Tennis: Friends become semifinal opponents

Israeli Shahar Peer will face her good friend Belgium's Yanina Wickmayer in tommorow's ASB Classic semifinal. Photo / Getty Images
Israeli Shahar Peer will face her good friend Belgium's Yanina Wickmayer in tommorow's ASB Classic semifinal. Photo / Getty Images

Mutual supporters over off-court issues, Belgian Yanina Wickmayer and Israel's Shahar Peer will be opponents in Auckland tomorrow as the ASB Classic tennis tournament reaches the semifinal stages.

Third seed Wickmayer took just under an hour to complete a comfortable

6-2 6-2 victory over Japanese wildcard Kimiko Date Krumm today.

Peer took three-quarters of an hour longer to subdue Russia's Maria Kirilenko 6-0 3-6 6-1.

Afterwards, she said Wickmayer, 20, had been among those to ask her how she was coping with being the target of anti-Israel protests outside the stadium this week.

Peer, 22, had done a similar thing in November, when Wickmayer, whom she was described as a good friend, was handed a one-year ban by the Flemish anti-doping tribunal.

The ban, for failing to follow drug-testing procedures in relation to the ``whereabouts' rule, was lifted by a Belgian court last month pending further appeal and is the reason Wickmayer is a wildcard entry.

``I think it was a shame she got the ban and I'm happy she could come back,' Peer said.

``I sent her an email to support her and I said I hoped she was fine.

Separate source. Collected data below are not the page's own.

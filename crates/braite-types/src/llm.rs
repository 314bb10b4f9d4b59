//! LLM request/response types for Braite.
//!
//! These types model the data shapes for the completion capability:
//! chat-style requests, non-streaming responses, usage, and errors.

use serde::{Deserialize, Serialize};
use std::fmt;

/// Role of a message in an LLM conversation.
#[derive(Debug, Clone, Copy, PartialEq, Eq, Serialize, Deserialize)]
#[serde(rename_all = "lowercase")]
pub enum MessageRole {
    System,
    User,
    Assistant,
}

impl fmt::Display for MessageRole {
    fn fmt(&self, f: &mut fmt::Formatter<'_>) -> fmt::Result {
        match self {
            MessageRole::System => write!(f, "system"),
            MessageRole::User => write!(f, "user"),
            MessageRole::Assistant => write!(f, "assistant"),
        }
    }
}

/// A single message in an LLM conversation.
#[derive(Debug, Clone, PartialEq, Eq, Serialize, Deserialize)]
pub struct Message {
    pub role: MessageRole,
    pub content: String,
}

impl Message {
    pub fn user(content: impl Into<String>) -> Self {
        Self {
            role: MessageRole::User,
            content: content.into(),
        }
    }
}

/// Request to an LLM provider for a completion.
#[derive(Debug, Clone, Serialize, Deserialize)]
pub struct CompletionRequest {
    pub model: String,
    pub messages: Vec<Message>,
    #[serde(skip_serializing_if = "Option::is_none")]
    pub system: Option<String>,
    pub max_tokens: u32,
    #[serde(skip_serializing_if = "Option::is_none")]
    pub temperature: Option<f64>,
}

/// Response from an LLM provider for a non-streaming completion.
#[derive(Debug, Clone, Serialize, Deserialize)]
pub struct CompletionResponse {
    pub id: String,
    pub content: String,
    pub model: String,
    pub stop_reason: StopReason,
    pub usage: Usage,
}

/// Reason why the LLM stopped generating.
#[derive(Debug, Clone, PartialEq, Eq, Serialize, Deserialize)]
#[serde(rename_all = "snake_case")]
pub enum StopReason {
    EndTurn,
    MaxTokens,
    StopSequence,
    ContentFilter,
}

impl fmt::Display for StopReason {
    fn fmt(&self, f: &mut fmt::Formatter<'_>) -> fmt::Result {
        match self {
            StopReason::EndTurn => write!(f, "end_turn"),
            StopReason::MaxTokens => write!(f, "max_tokens"),
            StopReason::StopSequence => write!(f, "stop_sequence"),
            StopReason::ContentFilter => write!(f, "content_filter"),
        }
    }
}

/// Token usage for a completion request/response.
#[derive(Debug, Clone, Default, Serialize, Deserialize)]
pub struct Usage {
    pub input_tokens: u32,
    pub output_tokens: u32,
}

/// Errors from LLM provider operations.
#[derive(Debug, thiserror::Error)]
pub enum LlmError {
    #[error("provider error: {message}")]
    Provider { message: String },

    #[error("deserialization error: {0}")]
    Deserialization(String),

    #[error("rate limited (retry after {retry_after_ms:?}ms)")]
    RateLimited { retry_after_ms: Option<u64> },

    #[error("provider overloaded: {0}")]
    Overloaded(String),

    #[error("authentication failed")]
    AuthenticationFailed,

    #[error("provider returned an empty completion")]
    EmptyResponse,

    #[error("completion timed out after {0}s")]
    Timeout(u64),
}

I think they went too far with the penalty, which she did not deserve.'

The pair have met once before, at the Estoril Open in Portugal last May, but Peer retired during the first set of that semifinal clash with a foot injury.

Wickmayer went on to claim her first WTA Tour title.

World No 30 Peer's victory over Kirilenko was a topsy-turvy affair, with errors proving the Russian's downfall.

After an opening set that lasted just 23 minutes, the 62nd ranked Kirilenko lifted her game in the second while Peer's service suffered a wobble.

The opening two games of the final set proved the key period of the match.

Peer found herself down 0-40 on serve, but managed to hold, and then consolidated by breaking her opponent in the next game.

She said she had got a little defensive in the second set, failing to capitalise on opportunities and allowing Kirilenko to level.

``I didn't start the third set well and was still making a little too many mistakes, but I then got in my groove,' she said.

``I was serving better and being more aggressive and coming into the court.'

In the top half of the draw, No 1 seed Flavia Pennetta maintained her record of not having dropped her serve this week as she eased past Slovakian Dominika Cibulkova.

The Italian, the world No 12, won a one-sided match encounter with the 28th ranked Cibulkova 6-1 6-2.

She was delighted with how the match unfolded, describing it as ``unbelievable'.

``I didn't make many mistakes at all and I was very aggressive,' she said.

``She's always tough to play because she makes you play so many balls and it's not easy to make a winner. Today, everything was perfect.'

Pennetta has barely been pushed in her three singles outings so far, conceding just 13 games.

She will now face the winner of tonight's clash between compatriot and No 4 seed Francesca Schiavone and unseeded Frenchwoman Alize Cornet.